The Town Board may also have to consider allowing apartments to be built in single-family residences, whether in a basement or in a detached building.
Mr. Ruhle said, ultimately, there should be state legislation that gives towns discretion to dedicate a portion of the transfer tax to the construction of affordable housing, much like what is collected for the town’s Community Preservation Fund.
These suggestions and more will be reviewed by the Town Board and discussed in public hearing in December.
The Town Board agreed on Tuesday to take down signs on Dolphin Drive on Napeague that have been the cause of much concern in the past few months.
“No parking” signs on Dolphin Drive, which serves as access to the ocean beach and sits adjacent to the South Flora nature preserve, were changed without notice in August to reflect the current code allowing resident-only parking. But town officials said that they have been unable to find the resolution that legalized parking at the site.
In 1974, a law was enacted to disallow parking on the street, and for decades the street signs reflected that. In the early 1990s, the town code was changed to allow town resident-only parking on the street, although the “no parking” signs remained.
Town Supervisor Larry Cantwell, at Tuesday’s meeting, said the Nature Preserve Committee is in the process of putting together a management plan for South Flora, which will include parking recommendations. He said until then, the signs should come down.
“The report will help us because it will weigh in on where public parking might otherwise be available,” he said. “There is signage there that is unenforceable … and we’ve had legal inquiries regarding that issue.”
Mr. Cantwell, frustrated with the size and proximity of the new HomeGoods store in Wainscott, saying it is too close to Montauk Highway, insisted that town officials figure out a way to keep a commercial business from being built in the same way again.

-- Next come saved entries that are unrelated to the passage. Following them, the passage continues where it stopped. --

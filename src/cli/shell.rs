//! Line-oriented interactive session. It is the render layer for a
//! [`Workspace`]: every command reads a fresh snapshot and prints from it.

use std::fmt::Write as _;
use std::io::{self, BufRead, Write};
use std::time::Instant;

use anyhow::{bail, Context, Result};

use crate::app::{TickReport, Workspace, WorkspaceSnapshot};
use crate::repo::NoteId;
use crate::text;

use super::commands::{format_timestamp, plural};

const HELP: &str = "\
commands:
  ls              list categories and numbered notes
  mkcat <name>    create a category
  rmcat <name>    delete a category and its notes (asks first)
  new <category>  create a note and open it
  rm <n>          delete note number n (asks first)
  open <n>        open note number n in a tab
  close <t>       close tab t
  switch <t>      activate tab t
  type <html>     replace the active note's body
  show            print the active note
  tabs            print the tab strip
  help            show this help
  quit            save pending changes and exit
";

#[derive(Debug, Clone, Copy, PartialEq, Eq)]
pub enum Flow {
    Continue,
    Quit,
}

/// A deletion waiting for the user's answer on the next line.
#[derive(Debug, Clone, PartialEq, Eq)]
enum PendingDelete {
    Category(String),
    Note(NoteId),
}

pub struct Shell<'a> {
    workspace: &'a mut Workspace,
    pending_delete: Option<PendingDelete>,
}

impl<'a> Shell<'a> {
    pub fn new(workspace: &'a mut Workspace) -> Self {
        Self {
            workspace,
            pending_delete: None,
        }
    }

    pub fn workspace(&self) -> &Workspace {
        &*self.workspace
    }

    pub fn execute(&mut self, line: &str) -> Result<(Flow, String)> {
        self.execute_at(line, Instant::now())
    }

    /// Fires due debounced work, then runs one command line.
    pub fn execute_at(&mut self, line: &str, now: Instant) -> Result<(Flow, String)> {
        let mut out = String::new();
        let report = self.workspace.tick_at(now)?;
        describe_tick(&mut out, &report);

        let line = line.trim();
        if let Some(pending) = self.pending_delete.take() {
            if matches!(line, "y" | "Y" | "yes" | "YES") {
                self.delete(pending, &mut out)?;
            } else {
                out.push_str("not deleted\n");
            }
            return Ok((Flow::Continue, out));
        }

        let (command, rest) = match line.split_once(char::is_whitespace) {
            Some((command, rest)) => (command, rest.trim()),
            None => (line, ""),
        };
        match command {
            "" => {}
            "ls" => out.push_str(&render_tree(&self.workspace.snapshot())),
            "mkcat" => {
                require_arg("mkcat <name>", rest)?;
                self.workspace.create_category(rest)?;
                let _ = writeln!(&mut out, "created category '{rest}'");
            }
            "rmcat" => {
                require_arg("rmcat <name>", rest)?;
                let Some(notes) = self.workspace.list_notes_in(rest) else {
                    bail!("category '{rest}' not found");
                };
                let _ = writeln!(
                    &mut out,
                    "delete category '{rest}' and its {} note{}? [y/N]",
                    notes.len(),
                    plural(notes.len())
                );
                self.pending_delete = Some(PendingDelete::Category(rest.to_string()));
            }
            "new" => {
                require_arg("new <category>", rest)?;
                let id = self.workspace.create_note(rest)?;
                let _ = writeln!(&mut out, "created '{id}'");
            }
            "rm" => {
                let id = self.note_by_number(rest)?;
                let _ = writeln!(&mut out, "delete '{id}'? [y/N]");
                self.pending_delete = Some(PendingDelete::Note(id));
            }
            "open" => {
                let id = self.note_by_number(rest)?;
                self.workspace.open(&id)?;
            }
            "close" => {
                let id = self.tab_by_number(rest)?;
                self.workspace.close(&id);
            }
            "switch" => {
                let id = self.tab_by_number(rest)?;
                self.workspace.activate(&id)?;
            }
            "type" => {
                require_arg("type <html>", rest)?;
                if !self.workspace.edit_active_at(rest, now)? {
                    out.push_str("no active tab; open a note first\n");
                }
            }
            "show" => out.push_str(&render_editor(&self.workspace.snapshot())),
            "tabs" => {}
            "help" | "?" => out.push_str(HELP),
            "quit" | "exit" | "q" => {
                out.push_str(&self.finish()?);
                return Ok((Flow::Quit, out));
            }
            other => bail!("unknown command '{other}' (try 'help')"),
        }
        Ok((Flow::Continue, out))
    }

    /// Drops an unanswered deletion and runs all pending debounced work.
    pub fn finish(&mut self) -> Result<String> {
        self.pending_delete = None;
        let mut out = String::new();
        let report = self.workspace.flush()?;
        describe_tick(&mut out, &report);
        Ok(out)
    }

    fn delete(&mut self, pending: PendingDelete, out: &mut String) -> Result<()> {
        match pending {
            PendingDelete::Category(name) => {
                let removed = self.workspace.delete_category(&name)?;
                let _ = writeln!(
                    out,
                    "deleted category '{name}' ({} note{})",
                    removed.len(),
                    plural(removed.len())
                );
            }
            PendingDelete::Note(id) => {
                self.workspace.delete_note(&id)?;
                let _ = writeln!(out, "deleted '{id}'");
            }
        }
        Ok(())
    }

    fn note_by_number(&self, arg: &str) -> Result<NoteId> {
        let notes = self.workspace.snapshot().note_ids();
        let index = parse_number(arg, notes.len(), "note")?;
        Ok(notes[index].clone())
    }

    fn tab_by_number(&self, arg: &str) -> Result<NoteId> {
        let tabs = self.workspace.list_open_tabs();
        let index = parse_number(arg, tabs.len(), "tab")?;
        Ok(tabs[index].clone())
    }
}

pub fn run_interactive(workspace: &mut Workspace) -> Result<()> {
    let stdin = io::stdin();
    let mut stdout = io::stdout();
    let mut shell = Shell::new(workspace);
    writeln!(stdout, "type 'help' for commands")?;

    let mut line = String::new();
    loop {
        write!(stdout, "journal> ")?;
        stdout.flush()?;
        line.clear();
        let read = stdin
            .lock()
            .read_line(&mut line)
            .context("reading command")?;
        if read == 0 {
            // EOF behaves like quit so piped sessions still save.
            write!(stdout, "{}", shell.finish()?)?;
            return Ok(());
        }
        match shell.execute(&line) {
            Ok((Flow::Quit, out)) => {
                write!(stdout, "{out}")?;
                return Ok(());
            }
            Ok((Flow::Continue, out)) => write!(stdout, "{out}")?,
            Err(err) => writeln!(stdout, "error: {err:#}")?,
        }
        writeln!(stdout, "{}", render_tabs(&shell.workspace().snapshot()))?;
    }
}

/// One line with every open tab; the active one is bracketed.
pub fn render_tabs(snapshot: &WorkspaceSnapshot) -> String {
    if snapshot.tabs.is_empty() {
        return "(no open tabs)".to_string();
    }
    snapshot
        .tabs
        .iter()
        .enumerate()
        .map(|(index, tab)| {
            if tab.active {
                format!("[{}:{}]", index + 1, tab.title())
            } else {
                format!(" {}:{} ", index + 1, tab.title())
            }
        })
        .collect::<Vec<_>>()
        .join("|")
}

pub fn render_tree(snapshot: &WorkspaceSnapshot) -> String {
    if snapshot.tree.is_empty() {
        return "(no categories)\n".to_string();
    }
    let mut out = String::new();
    let mut number = 0;
    for category in &snapshot.tree {
        let _ = writeln!(&mut out, "{}", category.name);
        if category.notes.is_empty() {
            let _ = writeln!(&mut out, "    (empty)");
        }
        for note in &category.notes {
            number += 1;
            let _ = writeln!(&mut out, "  {number:>2}. {note}");
        }
    }
    out
}

pub fn render_editor(snapshot: &WorkspaceSnapshot) -> String {
    let Some(editor) = &snapshot.editor else {
        return "(no active note)\n".to_string();
    };
    let mut out = String::new();
    let _ = writeln!(&mut out, "# {}", editor.id);
    if let Some(created) = editor.created_at {
        let _ = writeln!(&mut out, "created {}", format_timestamp(created));
    }
    let _ = writeln!(
        &mut out,
        "{} character{}, {} line{}",
        editor.stats.chars,
        plural(editor.stats.chars),
        editor.stats.lines,
        plural(editor.stats.lines)
    );
    out.push('\n');
    for line in text::plain_text(&editor.body).lines() {
        let _ = writeln!(&mut out, "{line}");
    }
    out
}

fn describe_tick(out: &mut String, report: &TickReport) {
    if let Some((from, to)) = &report.renamed {
        let _ = writeln!(out, "renamed '{from}' to '{to}'");
    }
}

fn require_arg(usage: &str, arg: &str) -> Result<()> {
    if arg.is_empty() {
        bail!("usage: {usage}");
    }
    Ok(())
}

/// Parses a 1-based number shown to the user into an index below `len`.
fn parse_number(arg: &str, len: usize, what: &str) -> Result<usize> {
    let number: usize = arg
        .parse()
        .with_context(|| format!("expected a {what} number, got '{arg}'"))?;
    if number == 0 || number > len {
        bail!("no {what} numbered {number}");
    }
    Ok(number - 1)
}

#[cfg(test)]
mod tests {
    use std::time::Duration;

    use super::*;
    use crate::config::DebounceConfig;
    use crate::storage::MemoryStore;

    fn workspace() -> Workspace {
        Workspace::load(Box::new(MemoryStore::new()), &DebounceConfig::default())
    }

    fn run(shell: &mut Shell<'_>, line: &str, now: Instant) -> String {
        match shell.execute_at(line, now) {
            Ok((_, out)) => out,
            Err(err) => panic!("'{line}' failed: {err:#}"),
        }
    }

    #[test]
    fn typing_renames_active_tab_once_quiet() {
        let mut ws = workspace();
        let mut shell = Shell::new(&mut ws);
        let start = Instant::now();
        run(&mut shell, "mkcat Work", start);
        assert_eq!(run(&mut shell, "new Work", start), "created 'Work/Untitled 1'\n");
        run(&mut shell, "type <h1>Project Plan</h1><p>Milestones</p>", start);

        let early = run(&mut shell, "tabs", start + Duration::from_millis(100));
        assert_eq!(early, "");
        assert_eq!(render_tabs(&shell.workspace().snapshot()), "[1:Untitled 1]");

        let later = run(&mut shell, "show", start + Duration::from_millis(600));
        assert!(later.starts_with("renamed 'Work/Untitled 1' to 'Work/Project Plan'\n"));
        assert!(later.contains("# Work/Project Plan\n"));
        assert!(later.ends_with("\nProject Plan\nMilestones\n"));
        assert_eq!(render_tabs(&shell.workspace().snapshot()), "[1:Project Plan]");
    }

    #[test]
    fn numbered_notes_follow_tree_order() {
        let mut ws = workspace();
        let mut shell = Shell::new(&mut ws);
        let now = Instant::now();
        run(&mut shell, "mkcat Work", now);
        run(&mut shell, "mkcat Home", now);
        run(&mut shell, "new Home", now);
        run(&mut shell, "new Work", now);

        let tree = run(&mut shell, "ls", now);
        assert_eq!(tree, "Work\n   1. Untitled 1\nHome\n   2. Untitled 1\n");

        run(&mut shell, "close 1", now);
        run(&mut shell, "open 2", now);
        assert_eq!(shell.workspace().active(), Some(&NoteId::new("Home", "Untitled 1")));
    }

    #[test]
    fn switch_and_close_address_tabs_by_position() {
        let mut ws = workspace();
        let mut shell = Shell::new(&mut ws);
        let now = Instant::now();
        run(&mut shell, "mkcat Work", now);
        run(&mut shell, "new Work", now);
        run(&mut shell, "new Work", now);
        run(&mut shell, "new Work", now);
        assert_eq!(
            render_tabs(&shell.workspace().snapshot()),
            " 1:Untitled 1 | 2:Untitled 2 |[3:Untitled 3]"
        );

        run(&mut shell, "switch 2", now);
        run(&mut shell, "close 2", now);
        assert_eq!(
            render_tabs(&shell.workspace().snapshot()),
            "[1:Untitled 1]| 2:Untitled 3 "
        );
    }

    #[test]
    fn deletions_wait_for_confirmation() {
        let mut ws = workspace();
        let mut shell = Shell::new(&mut ws);
        let now = Instant::now();
        run(&mut shell, "mkcat Work", now);
        run(&mut shell, "new Work", now);
        run(&mut shell, "new Work", now);

        assert_eq!(run(&mut shell, "rm 1", now), "delete 'Work/Untitled 1'? [y/N]\n");
        assert_eq!(run(&mut shell, "ls", now), "not deleted\n");
        assert!(shell.workspace().contains(&NoteId::new("Work", "Untitled 1")));

        run(&mut shell, "rm 1", now);
        assert_eq!(run(&mut shell, "y", now), "deleted 'Work/Untitled 1'\n");
        assert!(!shell.workspace().contains(&NoteId::new("Work", "Untitled 1")));

        assert_eq!(
            run(&mut shell, "rmcat Work", now),
            "delete category 'Work' and its 1 note? [y/N]\n"
        );
        assert_eq!(run(&mut shell, "yes", now), "deleted category 'Work' (1 note)\n");
        assert_eq!(render_tabs(&shell.workspace().snapshot()), "(no open tabs)");
        assert!(shell.execute_at("rmcat Work", now).is_err());
    }

    #[test]
    fn finishing_discards_unanswered_deletion() {
        let mut ws = workspace();
        {
            let mut shell = Shell::new(&mut ws);
            let now = Instant::now();
            run(&mut shell, "mkcat Work", now);
            run(&mut shell, "rmcat Work", now);
            assert_eq!(shell.finish().expect("finish"), "");
        }
        assert_eq!(ws.list_categories(), vec!["Work"]);
    }

    #[test]
    fn bad_input_is_reported_not_fatal() {
        let mut ws = workspace();
        let mut shell = Shell::new(&mut ws);
        let now = Instant::now();
        assert!(shell.execute_at("frobnicate", now).is_err());
        assert!(shell.execute_at("open 1", now).is_err());
        assert!(shell.execute_at("switch x", now).is_err());
        assert!(shell.execute_at("mkcat", now).is_err());
        assert_eq!(
            run(&mut shell, "type <p>hello</p>", now),
            "no active tab; open a note first\n"
        );
        assert_eq!(run(&mut shell, "show", now), "(no active note)\n");
    }

    #[test]
    fn quit_flushes_pending_rename() {
        let mut ws = workspace();
        {
            let mut shell = Shell::new(&mut ws);
            let now = Instant::now();
            run(&mut shell, "mkcat Work", now);
            run(&mut shell, "new Work", now);
            run(&mut shell, "type <h1>Quick</h1>", now);
            let (flow, out) = shell.execute_at("quit", now).expect("quit");
            assert_eq!(flow, Flow::Quit);
            assert_eq!(out, "renamed 'Work/Untitled 1' to 'Work/Quick'\n");
        }
        assert!(!ws.has_pending_rename());
        assert!(!ws.has_pending_save());
    }
}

“Other buildings are set back considerably more than the HomeGoods store … it’s practically on the property line,” he said. “The result [of the set backs at HomeGoods] is a large-scale building. Anyone who drives by and views it says it’s out of character or overwhelming and that somehow it’s not fitting in the site the way you’d expect the Town Planning Department to permit.”
Mr. Cantwell said the planning staff will talk with the town attorney’s office to find a way to avoid something similar in the future.